Tidak seperti buaya kerdil yang tinggal di dalam hutan pemakan ikan dan krustasea, jenis di dalam gua biasanya mengonsumsi kelelawar. Faktanya, mungkin ini yang menjadi alasan buaya-buaya tersebut bermigrasi ke jaringan gua.
“Ada sekitar sepuluh ribu kelelawar di dalam gua,” ujar Testa. Ketika para peneliti menganalisis isi perut buaya, mereka menemukan tulang-tulang kelelawar dan bulu yang bercampur dengan jangkrik.

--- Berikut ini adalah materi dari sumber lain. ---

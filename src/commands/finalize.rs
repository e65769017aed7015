//! Post-build finalization.
//!
//! Renames the fresh bundler output to its versioned name, records size and
//! checksum, and clears the intermediate build directory. If the bundler
//! produced nothing, nothing is touched: the previous versioned artifact
//! stays in place.

use crate::targets::{self, BUILD_DIR, DIST_DIR};
use crate::utils::hash;
use std::fs;
use std::io;
use std::path::{Path, PathBuf};

/// Errors from finalization.
#[derive(Debug)]
pub enum FinalizeError {
    /// The bundler did not produce the expected output.
    ArtifactMissing(PathBuf),
    /// Failed to delete the previous versioned artifact.
    RemovePrior { path: PathBuf, source: io::Error },
    /// Failed to rename the fresh output.
    Rename { from: PathBuf, to: PathBuf, source: io::Error },
    /// Failed to read the finalized artifact.
    Inspect { path: PathBuf, source: io::Error },
    /// Failed to write the checksum file.
    ChecksumWrite { path: PathBuf, source: io::Error },
}

impl std::fmt::Display for FinalizeError {
    fn fmt(&self, f: &mut std::fmt::Formatter<'_>) -> std::fmt::Result {
        match self {
            FinalizeError::ArtifactMissing(path) => {
                write!(f, "bundler output not found at {}", path.display())
            }
            FinalizeError::RemovePrior { path, source } => {
                write!(
                    f,
                    "failed to remove previous artifact {}: {}",
                    path.display(),
                    source
                )
            }
            FinalizeError::Rename { from, to, source } => {
                write!(
                    f,
                    "failed to rename {} to {}: {}",
                    from.display(),
                    to.display(),
                    source
                )
            }
            FinalizeError::Inspect { path, source } => {
                write!(f, "failed to read {}: {}", path.display(), source)
            }
            FinalizeError::ChecksumWrite { path, source } => {
                write!(f, "failed to write {}: {}", path.display(), source)
            }
        }
    }
}

impl std::error::Error for FinalizeError {
    fn source(&self) -> Option<&(dyn std::error::Error + 'static)> {
        match self {
            FinalizeError::ArtifactMissing(_) => None,
            FinalizeError::RemovePrior { source, .. } => Some(source),
            FinalizeError::Rename { source, .. } => Some(source),
            FinalizeError::Inspect { source, .. } => Some(source),
            FinalizeError::ChecksumWrite { source, .. } => Some(source),
        }
    }
}

/// What finalization produced.
#[derive(Debug, Clone, PartialEq, Eq)]
pub struct FinalizeReport {
    /// Path of the versioned artifact
    pub artifact: PathBuf,
    pub size_bytes: u64,
    /// SHA-256 of the artifact (single-file builds only)
    pub checksum: Option<String>,
}

/// Finalize the bundler output for `name` at `version`.
///
/// Single-file builds rename `dist/<name><suffix>`; folder builds rename the
/// `dist/<name>` directory. Any previous artifact with the same versioned
/// name is replaced.
pub fn run(
    project_dir: &Path,
    name: &str,
    version: &str,
    onefile: bool,
) -> Result<FinalizeReport, FinalizeError> {
    let dist = project_dir.join(DIST_DIR);
    let (fresh, versioned) = if onefile {
        (
            dist.join(targets::artifact_name(name)),
            dist.join(targets::versioned_artifact_name(name, version)),
        )
    } else {
        (dist.join(name), dist.join(format!("{}_v{}", name, version)))
    };

    if !fresh.exists() {
        return Err(FinalizeError::ArtifactMissing(fresh));
    }

    if versioned.exists() {
        let removed = if versioned.is_dir() {
            fs::remove_dir_all(&versioned)
        } else {
            fs::remove_file(&versioned)
        };
        removed.map_err(|e| FinalizeError::RemovePrior {
            path: versioned.clone(),
            source: e,
        })?;
    }

    fs::rename(&fresh, &versioned).map_err(|e| FinalizeError::Rename {
        from: fresh.clone(),
        to: versioned.clone(),
        source: e,
    })?;

    let (size_bytes, checksum) = if onefile {
        let metadata = fs::metadata(&versioned).map_err(|e| FinalizeError::Inspect {
            path: versioned.clone(),
            source: e,
        })?;
        let digest = hash::hash_file(&versioned).map_err(|e| FinalizeError::Inspect {
            path: versioned.clone(),
            source: e,
        })?;
        write_checksum_file(&versioned, &digest)?;
        (metadata.len(), Some(digest))
    } else {
        let size = dir_size(&versioned).map_err(|e| FinalizeError::Inspect {
            path: versioned.clone(),
            source: e,
        })?;
        (size, None)
    };

    // Best-effort: the release is already complete at this point.
    let build_dir = project_dir.join(BUILD_DIR);
    if build_dir.exists() {
        if let Err(e) = fs::remove_dir_all(&build_dir) {
            eprintln!("Warning: failed to remove {}: {}", build_dir.display(), e);
        }
    }

    Ok(FinalizeReport {
        artifact: versioned,
        size_bytes,
        checksum,
    })
}

/// Write `<artifact>.sha256` in sha256sum format.
fn write_checksum_file(artifact: &Path, digest: &str) -> Result<(), FinalizeError> {
    let mut os_name = artifact.as_os_str().to_os_string();
    os_name.push(".sha256");
    let checksum_path = PathBuf::from(os_name);

    let file_name = artifact
        .file_name()
        .map(|n| n.to_string_lossy().to_string())
        .unwrap_or_default();
    fs::write(&checksum_path, format!("{}  {}\n", digest, file_name)).map_err(|e| {
        FinalizeError::ChecksumWrite {
            path: checksum_path.clone(),
            source: e,
        }
    })
}

fn dir_size(dir: &Path) -> io::Result<u64> {
    let mut total = 0;
    for entry in fs::read_dir(dir)? {
        let entry = entry?;
        let metadata = entry.metadata()?;
        if metadata.is_dir() {
            total += dir_size(&entry.path())?;
        } else {
            total += metadata.len();
        }
    }
    Ok(total)
}

#[cfg(test)]
mod tests {
    use super::*;
    use tempfile::tempdir;

    fn dist_path(project: &Path) -> PathBuf {
        let dist = project.join(DIST_DIR);
        fs::create_dir_all(&dist).unwrap();
        dist
    }

    #[test]
    fn renames_output_and_replaces_prior_artifact() {
        let project = tempdir().unwrap();
        let dist = dist_path(project.path());
        fs::write(dist.join(targets::artifact_name("App")), b"new build").unwrap();
        fs::write(
            dist.join(targets::versioned_artifact_name("App", "1.0.0")),
            b"old build",
        )
        .unwrap();

        let report = run(project.path(), "App", "1.0.0", true).unwrap();

        let versioned = dist.join(targets::versioned_artifact_name("App", "1.0.0"));
        assert_eq!(report.artifact, versioned);
        assert_eq!(fs::read(&versioned).unwrap(), b"new build");
        assert!(!dist.join(targets::artifact_name("App")).exists());
        assert_eq!(report.size_bytes, b"new build".len() as u64);
    }

    #[test]
    fn checksum_file_matches_artifact_bytes() {
        let project = tempdir().unwrap();
        let dist = dist_path(project.path());
        fs::write(dist.join(targets::artifact_name("App")), b"payload").unwrap();

        let report = run(project.path(), "App", "2.0.0", true).unwrap();

        let digest = report.checksum.unwrap();
        assert_eq!(digest, hash::hash_bytes(b"payload"));

        let mut checksum_name = report.artifact.as_os_str().to_os_string();
        checksum_name.push(".sha256");
        let content = fs::read_to_string(PathBuf::from(checksum_name)).unwrap();
        assert!(content.starts_with(&digest));
        assert!(content.contains(&targets::versioned_artifact_name("App", "2.0.0")));
    }

    #[test]
    fn missing_output_leaves_prior_artifact_alone() {
        let project = tempdir().unwrap();
        let dist = dist_path(project.path());
        let prior = dist.join(targets::versioned_artifact_name("App", "1.0.0"));
        fs::write(&prior, b"old build").unwrap();

        let result = run(project.path(), "App", "1.0.0", true);

        assert!(matches!(result, Err(FinalizeError::ArtifactMissing(_))));
        assert_eq!(fs::read(&prior).unwrap(), b"old build");
    }

    #[test]
    fn second_run_yields_single_artifact() {
        let project = tempdir().unwrap();
        let dist = dist_path(project.path());

        fs::write(dist.join(targets::artifact_name("App")), b"first").unwrap();
        run(project.path(), "App", "1.0.0", true).unwrap();

        fs::write(dist.join(targets::artifact_name("App")), b"second").unwrap();
        run(project.path(), "App", "1.0.0", true).unwrap();

        let versioned = dist.join(targets::versioned_artifact_name("App", "1.0.0"));
        assert_eq!(fs::read(&versioned).unwrap(), b"second");

        let artifacts: Vec<_> = fs::read_dir(&dist)
            .unwrap()
            .map(|e| e.unwrap().file_name().to_string_lossy().to_string())
            .filter(|n| !n.ends_with(".sha256"))
            .collect();
        assert_eq!(artifacts.len(), 1);
    }

    #[test]
    fn build_directory_is_removed() {
        let project = tempdir().unwrap();
        let dist = dist_path(project.path());
        fs::write(dist.join(targets::artifact_name("App")), b"bin").unwrap();

        let build = project.path().join(BUILD_DIR);
        fs::create_dir_all(build.join("work")).unwrap();
        fs::write(build.join("work/tmp.o"), b"intermediate").unwrap();

        run(project.path(), "App", "1.0.0", true).unwrap();
        assert!(!build.exists());
    }

    #[test]
    fn folder_build_renames_directory() {
        let project = tempdir().unwrap();
        let dist = dist_path(project.path());
        let fresh = dist.join("App");
        fs::create_dir_all(fresh.join("lib")).unwrap();
        fs::write(fresh.join(targets::artifact_name("App")), b"binary").unwrap();
        fs::write(fresh.join("lib/dep.so"), b"library code").unwrap();

        let report = run(project.path(), "App", "1.0.0", false).unwrap();

        let versioned = dist.join("App_v1.0.0");
        assert!(versioned.is_dir());
        assert!(!fresh.exists());
        assert_eq!(
            report.size_bytes,
            (b"binary".len() + b"library code".len()) as u64
        );
        assert_eq!(report.checksum, None);
    }
}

Beberapa buaya jantan besar juga berwarna oranye. Ini tidak mungkin karena mutasi genetik. Kemungkinan besar warna oranye tersebut berasal dari hasil ‘berendam’ dalam kotoran kelelawar.
“Tinja kelelawar sebagian besar mengandung urea. Ketika buaya-buaya tersebut duduk di atasnya, kami pikir itu yang menyamarkan kulit asli mereka,” kata Shirley.
Penghuni awal di dalam gua
Buaya gua ditemukan pertama kali pada 2008 oleh arkeolog Richard Oslisly.
Berapa lama mereka tinggal di sana belum diketahui dengan jelas. Shirley memperkirakan, paling tidak itu ribuan tahun yang lalu ketika buaya-buaya ini mencari gua sebagai tempat perlindungan atau sumber makanan.
(Baca juga: Reptil Bergigi Tajam ini Kerabat Buaya, Benarkah?)
Ratusan generasi dibutuhkan untuk membentuk tanda genetik unik seperti yang mereka miliki. Lagipula, buaya kerdil bisa hidup 50 hingga 100 tahun.
Sebagai tambahan untuk menemukan apa penyebab keunikan populasi ini, Shirley mengatakan, mempelajari buaya gua dapat memberi tahu ilmuwan bagaimana mereka beradaptasi dengan habitat yang tidak ramah tersebut.
Buaya biasanya diurnal (aktif di siang hari) dan bergantung pada sinar Matahari untuk mengatur metabolismenya. Namun, buaya-buaya dalam gua itu bisa bertahan tanpa cahaya sepanjang hidup mereka.